The woman who is made of a thousand spiders has found ghosts in her sister’s deck of tarot cards. As someone who is as much ghost as she is spider, she recognized them early, before they could invade her home.
Her sister left the deck on the kitchen counter next to a drying rack full of clean dishes. She left without saying goodbye, but he deck of cards was goodbye enough. The woman who is made of a thousand spiders knows her sister well enough to read the woman’s cryptic acts. A deck of tarot cards were to encourage a sense of wonder. They were a message of hope for the spider woman’s future.
Although the woman who is made of a thousand spiders appreciates her sister’s gift, she does not care for all the old questions still haunting the cards.
She takes the cards into her studio, and asks the ghosts to leave, but ghosts cannot leave without ritual.
She studies the little book that came inside the pack, and commits the order of cards to memory, then removes the staple and discards it. She sets the book into a cereal bowl. She does her best to clear the air of cobwebs, and gathers most of herself far back from the bowl, on the other side of the room, while three of her bravest spiders leverage a safety lighter and pull with all their might until the flame is triggered. She lights the book on fire. Spiders do not smile, but she feels a smile spread across her thousand bodies as she remembers the scent of burning paper, and of campfires, and of candle smoke.
Fire has been nearly outlawed in her house. The body she occupies when she pretends to be human is made of dry bones and cobwebs. Strands of silk gather in the corner of every room. When she remembers to, she eats the silk tracing all her paths through the house, but it is hard to remember trivialities when her mind is in so many places at once.
The house is a tinderbox, but ghosts pay attention to fire and to danger.
Pages curl. Embers glow. Fire dances in the bowl.
Her mind splits as her spiders scatter the cards across the floor and run over and around each other to set the deck in order.
The order, she remembers, is contested within the world of tarot, but she doesn’t care for pedantry. The deck was produced somewhere, and shipped out to some shop, and it is safe to assume that when her sister purchased them new, they were in the order listed in the tiny booklet.

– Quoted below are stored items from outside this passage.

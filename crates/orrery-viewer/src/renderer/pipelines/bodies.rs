//! Draws every body as an instanced, camera-facing quad: shaded sphere
//! impostors up close, fixed-size points far away, and a ring for selection.

use super::{CameraBinding, GrowableBuffer};
use crate::data::types::BodyInstance;
use wgpu::util::DeviceExt;

pub struct BodiesPipeline {
    pipeline:  wgpu::RenderPipeline,
    quad_vb:   wgpu::Buffer,
    instances: GrowableBuffer,
}

impl BodiesPipeline {
    pub fn new(
        device:    &wgpu::Device,
        color_fmt: wgpu::TextureFormat,
        depth_fmt: wgpu::TextureFormat,
        camera:    &CameraBinding,
    ) -> Self {
        // Unit quad (two triangles); corners double as impostor UVs.
        let corners: [[f32; 2]; 6] = [
            [-1.0, -1.0], [1.0, -1.0], [1.0, 1.0],
            [-1.0, -1.0], [1.0, 1.0],  [-1.0, 1.0],
        ];
        let quad_vb = device.create_buffer_init(&wgpu::util::BufferInitDescriptor {
            label:    Some("Body Quad VB"),
            contents: bytemuck::cast_slice(&corners),
            usage:    wgpu::BufferUsages::VERTEX,
        });

        let shader = device.create_shader_module(wgpu::ShaderModuleDescriptor {
            label:  Some("Bodies WGSL"),
            source: wgpu::ShaderSource::Wgsl(BODIES_WGSL.into()),
        });

        let pipeline_layout = device.create_pipeline_layout(&wgpu::PipelineLayoutDescriptor {
            label:                Some("Bodies Pipeline Layout"),
            bind_group_layouts:   &[&camera.layout],
            push_constant_ranges: &[],
        });

        let pipeline = device.create_render_pipeline(&wgpu::RenderPipelineDescriptor {
            label:  Some("Bodies Pipeline"),
            layout: Some(&pipeline_layout),
            vertex: wgpu::VertexState {
                module:      &shader,
                entry_point: "vs_main",
                buffers: &[
                    wgpu::VertexBufferLayout {
                        array_stride: std::mem::size_of::<[f32; 2]>() as u64,
                        step_mode:    wgpu::VertexStepMode::Vertex,
                        attributes:   &wgpu::vertex_attr_array![0 => Float32x2],
                    },
                    wgpu::VertexBufferLayout {
                        array_stride: std::mem::size_of::<BodyInstance>() as u64,
                        step_mode:    wgpu::VertexStepMode::Instance,
                        attributes:   &wgpu::vertex_attr_array![
                            1 => Float32x3, // center
                            2 => Float32,   // radius
                            3 => Float32x3, // color
                            4 => Uint32,    // kind
                        ],
                    },
                ],
                compilation_options: wgpu::PipelineCompilationOptions::default(),
            },
            fragment: Some(wgpu::FragmentState {
                module:      &shader,
                entry_point: "fs_main",
                targets: &[Some(wgpu::ColorTargetState {
                    format:     color_fmt,
                    blend:      None,
                    write_mask: wgpu::ColorWrites::ALL,
                })],
                compilation_options: wgpu::PipelineCompilationOptions::default(),
            }),
            primitive: wgpu::PrimitiveState::default(),
            depth_stencil: Some(wgpu::DepthStencilState {
                format:              depth_fmt,
                depth_write_enabled: true,
                depth_compare:       wgpu::CompareFunction::Less,
                stencil:             wgpu::StencilState::default(),
                bias:                wgpu::DepthBiasState::default(),
            }),
            multisample: wgpu::MultisampleState::default(),
            multiview:   None,
        });

        Self {
            pipeline,
            quad_vb,
            instances: GrowableBuffer::new(
                device,
                "Body Instance Buffer",
                64 * std::mem::size_of::<BodyInstance>() as u64,
            ),
        }
    }

    pub fn upload(&mut self, device: &wgpu::Device, queue: &wgpu::Queue, bodies: &[BodyInstance]) {
        self.instances.upload(device, queue, bodies);
    }

    pub fn draw<'a>(&'a self, rpass: &mut wgpu::RenderPass<'a>, camera: &'a CameraBinding) {
        if self.instances.is_empty() {
            return;
        }
        rpass.set_pipeline(&self.pipeline);
        rpass.set_bind_group(0, &camera.bind_group, &[]);
        rpass.set_vertex_buffer(0, self.quad_vb.slice(..));
        rpass.set_vertex_buffer(1, self.instances.slice());
        rpass.draw(0..6, 0..self.instances.len());
    }
}

const BODIES_WGSL: &str = r#"
struct Camera {
    view:          mat4x4<f32>,
    proj:          mat4x4<f32>,
    viewport_size: vec2<f32>,
    point_size_px: f32,
    outline_scale: f32,
};

@group(0) @binding(0) var<uniform> cam: Camera;

const KIND_POINT:   u32 = 1u;
const KIND_OUTLINE: u32 = 2u;

struct VsOut {
    @builtin(position) clip: vec4<f32>,
    @location(0) uv: vec2<f32>,
    @location(1) color: vec3<f32>,
    @location(2) @interpolate(flat) kind: u32,
};

@vertex
fn vs_main(
    @location(0) corner: vec2<f32>,
    @location(1) center: vec3<f32>,
    @location(2) radius: f32,
    @location(3) color:  vec3<f32>,
    @location(4) kind:   u32,
) -> VsOut {
    var out: VsOut;
    let view_center = cam.view * vec4<f32>(center, 1.0);

    if (kind == KIND_POINT) {
        // Constant screen size regardless of depth.
        let clip = cam.proj * view_center;
        let offset = corner * cam.point_size_px / cam.viewport_size * clip.w;
        out.clip = vec4<f32>(clip.xy + offset, clip.zw);
    } else {
        var r = radius;
        if (kind == KIND_OUTLINE) {
            r = radius * cam.outline_scale;
        }
        out.clip = cam.proj * (view_center + vec4<f32>(corner * r, 0.0, 0.0));
    }

    out.uv = corner;
    out.color = color;
    out.kind = kind;
    return out;
}

@fragment
fn fs_main(in: VsOut) -> @location(0) vec4<f32> {
    let r2 = dot(in.uv, in.uv);
    if (r2 > 1.0) {
        discard;
    }

    if (in.kind == KIND_POINT) {
        return vec4<f32>(in.color, 1.0);
    }

    if (in.kind == KIND_OUTLINE) {
        let inner = 1.0 / cam.outline_scale;
        if (r2 < inner * inner) {
            discard;
        }
        return vec4<f32>(in.color, 1.0);
    }

    let n = vec3<f32>(in.uv, sqrt(1.0 - r2));
    let light = normalize(vec3<f32>(0.4, 0.6, 0.7));
    let shade = 0.35 + 0.65 * max(dot(n, light), 0.0);
    return vec4<f32>(in.color * shade, 1.0);
}
"#;
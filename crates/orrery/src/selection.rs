//! Two-body selection and distance measurement.
//!
//! Picks drive a small state machine over at most two entities. While two are
//! selected, a line and a distance label connect them; both are rebuilt from
//! live positions every frame so they follow the bodies during playback.

use crate::entity::{EntityId, EntityRegistry, Representation};
use crate::scene::{ObjectHandle, Ray, Scene, SceneObject};
use glam::DVec3;

/// Upward (+Y) lift of the label above the segment midpoint, in scaled units.
pub const LABEL_LIFT: f64 = 5.0;
/// Smallest label scale; keeps short distances legible.
pub const MIN_LABEL_SCALE: f64 = 4.0;

/// Label scale grows with the square of the distance.
#[inline]
pub fn label_scale(distance: f64) -> f64 {
    (distance * distance / 100.0).max(MIN_LABEL_SCALE)
}

#[derive(Debug, Clone, Copy, PartialEq, Eq)]
pub enum SelectionState {
    Empty,
    OneSelected(EntityId),
    TwoSelected(EntityId, EntityId),
}

/// Ordered selection of at most two entities.
#[derive(Debug, Clone, Default, PartialEq, Eq)]
pub struct SelectionSet {
    ids: Vec<EntityId>,
}

impl SelectionSet {
    pub const CAPACITY: usize = 2;

    pub fn as_slice(&self) -> &[EntityId] {
        &self.ids
    }

    pub fn len(&self) -> usize {
        self.ids.len()
    }

    pub fn is_empty(&self) -> bool {
        self.ids.is_empty()
    }

    pub fn contains(&self, id: EntityId) -> bool {
        self.ids.contains(&id)
    }

    pub fn state(&self) -> SelectionState {
        match *self.ids.as_slice() {
            [] => SelectionState::Empty,
            [a] => SelectionState::OneSelected(a),
            [a, b] => SelectionState::TwoSelected(a, b),
            _ => unreachable!("selection holds at most two entities"),
        }
    }

    pub fn pair(&self) -> Option<(EntityId, EntityId)> {
        match self.state() {
            SelectionState::TwoSelected(a, b) => Some((a, b)),
            _ => None,
        }
    }

    fn push(&mut self, id: EntityId) {
        debug_assert!(self.ids.len() < Self::CAPACITY);
        self.ids.push(id);
    }

    fn clear(&mut self) {
        self.ids.clear();
    }
}

/// Distance between two positions and where its label goes.
#[derive(Debug, Clone, Copy, PartialEq)]
pub struct Measurement {
    /// Exact Euclidean distance in scaled units.
    pub distance: f64,
    pub from: DVec3,
    pub to: DVec3,
    pub anchor: DVec3,
    pub label_scale: f64,
}

impl Measurement {
    pub fn between(from: DVec3, to: DVec3) -> Self {
        let distance = from.distance(to);
        Self {
            distance,
            from,
            to,
            anchor: (from + to) / 2.0 + DVec3::Y * LABEL_LIFT,
            label_scale: label_scale(distance),
        }
    }

    /// User-facing text, rounded to two decimals.
    pub fn label_text(&self, unit: &str) -> String {
        format!("{:.2} {}", self.distance, unit)
    }
}

/// Result of a pointer click.
#[derive(Debug, Clone, Copy, PartialEq, Eq)]
pub enum PickOutcome {
    /// Selection mode is off.
    Ignored,
    /// The ray hit no sphere.
    Missed,
    Picked(SelectionState),
}

#[derive(Debug)]
struct Artifact {
    line: ObjectHandle,
    label: ObjectHandle,
    measurement: Measurement,
}

/// Nearest entity sphere hit by `ray`. Only entities with data for the current
/// day take part; points are never pickable.
pub fn nearest_hit(ray: &Ray, registry: &EntityRegistry) -> Option<EntityId> {
    registry
        .iter()
        .filter(|e| e.is_present())
        .filter_map(|e| ray.intersect_sphere(e.position(), e.radius).map(|t| (t, e.id)))
        .min_by(|a, b| a.0.total_cmp(&b.0))
        .map(|(_, id)| id)
}

#[derive(Debug)]
pub struct SelectionMeasurer {
    active: bool,
    selection: SelectionSet,
    artifact: Option<Artifact>,
    unit: String,
}

impl SelectionMeasurer {
    /// `unit` is appended to the distance label, e.g. `"Million km"`.
    pub fn new(unit: impl Into<String>) -> Self {
        Self {
            active: false,
            selection: SelectionSet::default(),
            artifact: None,
            unit: unit.into(),
        }
    }

    /// Whether clicks are interpreted as picks.
    #[inline]
    pub fn is_active(&self) -> bool {
        self.active
    }

    pub fn selection(&self) -> &SelectionSet {
        &self.selection
    }

    pub fn state(&self) -> SelectionState {
        self.selection.state()
    }

    pub fn unit(&self) -> &str {
        &self.unit
    }

    /// Current measurement; `None` unless exactly two entities are selected.
    pub fn measurement(&self) -> Option<&Measurement> {
        self.artifact.as_ref().map(|a| &a.measurement)
    }

    pub fn distance(&self) -> Option<f64> {
        self.measurement().map(|m| m.distance)
    }

    pub fn has_artifact(&self) -> bool {
        self.artifact.is_some()
    }

    /// Flips selection mode. Either way the selection, outlines and
    /// measurement artifacts are cleared.
    pub fn toggle_mode(&mut self, registry: &mut EntityRegistry, scene: &mut dyn Scene) -> bool {
        self.active = !self.active;
        self.clear(registry, scene);
        log::debug!("Selection mode {}", if self.active { "on" } else { "off" });
        self.active
    }

    /// Handles a pointer click already turned into a ray.
    pub fn pick(
        &mut self,
        ray: &Ray,
        registry: &mut EntityRegistry,
        scene: &mut dyn Scene,
    ) -> PickOutcome {
        if !self.active {
            return PickOutcome::Ignored;
        }
        match nearest_hit(ray, registry) {
            Some(id) => PickOutcome::Picked(self.select(id, registry, scene)),
            None => PickOutcome::Missed,
        }
    }

    /// Advances the state machine with `id` as the picked entity.
    pub fn select(
        &mut self,
        id: EntityId,
        registry: &mut EntityRegistry,
        scene: &mut dyn Scene,
    ) -> SelectionState {
        match self.selection.state() {
            SelectionState::Empty => self.add(id, registry),
            SelectionState::OneSelected(a) if a == id => self.clear(registry, scene),
            SelectionState::OneSelected(_) => {
                self.add(id, registry);
                self.rebuild(registry, scene);
            }
            SelectionState::TwoSelected(a, b) if a == id || b == id => {
                self.clear(registry, scene)
            }
            SelectionState::TwoSelected(..) => {
                self.clear(registry, scene);
                self.add(id, registry);
            }
        }

        let state = self.selection.state();
        log::debug!("Selection -> {:?}", state);
        state
    }

    /// Per-frame refresh. Does nothing unless two entities are selected.
    pub fn update(&mut self, registry: &EntityRegistry, scene: &mut dyn Scene) {
        if self.selection.pair().is_some() {
            self.rebuild(registry, scene);
        }
    }

    /// Replaces the line every call and the label whenever the measurement
    /// changed.
    fn rebuild(&mut self, registry: &EntityRegistry, scene: &mut dyn Scene) {
        let Some((a, b)) = self.selection.pair() else {
            return;
        };
        let (Some(a), Some(b)) = (registry.get(a), registry.get(b)) else {
            return;
        };

        let measurement = Measurement::between(a.position(), b.position());
        let previous = self.artifact.take();

        let label = match previous {
            Some(old) => {
                scene.remove(old.line);
                if old.measurement == measurement {
                    Some(old.label)
                } else {
                    scene.remove(old.label);
                    None
                }
            }
            None => None,
        };

        let line = scene.add(SceneObject::Line {
            from: measurement.from,
            to: measurement.to,
        });
        let label = label.unwrap_or_else(|| {
            scene.add(SceneObject::Label {
                text: measurement.label_text(&self.unit),
                anchor: measurement.anchor,
                scale: measurement.label_scale,
            })
        });

        self.artifact = Some(Artifact {
            line,
            label,
            measurement,
        });
    }

    fn add(&mut self, id: EntityId, registry: &mut EntityRegistry) {
        self.selection.push(id);
        if let Some(entity) = registry.get_mut(id) {
            entity.set_visible(Representation::Outline, true);
        }
    }

    fn clear(&mut self, registry: &mut EntityRegistry, scene: &mut dyn Scene) {
        self.selection.clear();
        for entity in registry.iter_mut() {
            entity.set_visible(Representation::Outline, false);
        }
        if let Some(artifact) = self.artifact.take() {
            scene.remove(artifact.line);
            scene.remove(artifact.label);
        }
    }
}
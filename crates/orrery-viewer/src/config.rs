use chrono::NaiveDate;
use clap::Parser;
use orrery::OrreryConfig;
use std::path::PathBuf;
use std::time::Duration;

/// `orrery` - An interactive 3D view of the solar system over 1800-2099.
///
/// Bodies are placed from a precomputed ephemeris sampled every five days.
/// A date slider and a playback timer move through time; two clicked bodies
/// can be measured against each other.
#[derive(Parser, Debug)]
#[command(version, about, long_about = None)]
pub struct Config {
    /// Body catalog: name -> optional render radius (km) and color.
    #[arg(long, env = "ORRERY_CATALOG", default_value = "data/planet_properties.json")]
    pub catalog: PathBuf,

    /// Ephemeris: "YYYY-MM-DD" -> body -> [x, y, z] in km.
    #[arg(long, env = "ORRERY_POSITIONS", default_value = "data/planet_positions.json")]
    pub positions: PathBuf,

    /// Kilometres per scene unit.
    #[arg(long, env = "ORRERY_SCALING_FACTOR", default_value_t = 1e6, value_parser = positive_f64)]
    pub scaling_factor: f64,

    /// Camera distance (km) at which spheres collapse into points.
    #[arg(long, env = "ORRERY_VISIBILITY_DISTANCE", default_value_t = 5e9, value_parser = positive_f64)]
    pub visibility_distance: f64,

    /// Wall-clock milliseconds between playback steps.
    #[arg(
        long,
        env = "ORRERY_PLAYBACK_PERIOD_MS",
        default_value_t = 100,
        value_parser = clap::value_parser!(u64).range(1..)
    )]
    pub playback_period_ms: u64,

    /// Body fixed at the origin.
    #[arg(long, env = "ORRERY_CENTRAL_BODY", default_value = "Sun")]
    pub central_body: String,

    /// Start date (YYYY-MM-DD). Defaults to the current UTC date.
    #[arg(long, env = "ORRERY_TODAY")]
    pub today: Option<NaiveDate>,
}

/// Accepts finite values greater than zero.
fn positive_f64(s: &str) -> Result<f64, String> {
    let value: f64 = s.parse().map_err(|e| format!("{e}"))?;
    if value.is_finite() && value > 0.0 {
        Ok(value)
    } else {
        Err(format!("must be a finite number greater than zero, got {value}"))
    }
}

impl Config {
    /// Core settings derived from the command line.
    pub fn orrery_config(&self) -> OrreryConfig {
        OrreryConfig {
            scaling_factor: self.scaling_factor,
            visibility_distance: self.visibility_distance,
            central_body: self.central_body.clone(),
            playback_period: Duration::from_millis(self.playback_period_ms),
            ..OrreryConfig::default()
        }
    }

    pub fn initial_date(&self) -> NaiveDate {
        self.today
            .unwrap_or_else(|| chrono::Utc::now().date_naive())
    }
}

#[cfg(test)]
mod tests {
    use super::*;

    #[test]
    fn defaults_match_the_dataset_conventions() {
        let config = Config::parse_from(["orrery"]);
        let core = config.orrery_config();

        assert_eq!(core.scaling_factor, 1e6);
        assert_eq!(core.visibility_distance, 5e9);
        assert_eq!(core.central_body, "Sun");
        assert_eq!(core.playback_period, Duration::from_millis(100));
        assert_eq!(core.distance_unit, "Million km");
    }

    #[test]
    fn explicit_today_overrides_clock() {
        let config = Config::parse_from(["orrery", "--today", "1969-07-20"]);
        assert_eq!(
            config.initial_date(),
            NaiveDate::from_ymd_opt(1969, 7, 20).unwrap()
        );
    }

    #[test]
    fn rejects_non_positive_numbers() {
        for args in [
            ["orrery", "--scaling-factor", "0"],
            ["orrery", "--scaling-factor", "-1e6"],
            ["orrery", "--visibility-distance", "0"],
            ["orrery", "--visibility-distance", "inf"],
            ["orrery", "--playback-period-ms", "0"],
        ] {
            assert!(Config::try_parse_from(args).is_err(), "{args:?} was accepted");
        }

        let config = Config::parse_from(["orrery", "--scaling-factor", "1e3"]);
        assert_eq!(config.scaling_factor, 1e3);
    }

    #[test]
    fn rejects_malformed_date() {
        assert!(Config::try_parse_from(["orrery", "--today", "20th July"]).is_err());
    }
}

When she returns to her higher consciousness, the flame has gone out in the bowl, and the deck of cards lay in front of her, returned to factory settings. The cards no longer carry ghosts of old questions.
The woman who is made of a thousand spiders picks up the deck and taps it gently against her bookshelves, then sets it underneath the bowl of ashes where it will wait until the day she is ready to use her sister’s cards. At this moment, she doesn’t have any questions that can’t be better answered by Google.
That feeling will pass. In a few days she will forget the sense of completion that comes with quiet rituals, and existential dread will sneak into her exposed and fragile bones. Questions will come. But for now, she opens a window, and smoke clears from the room.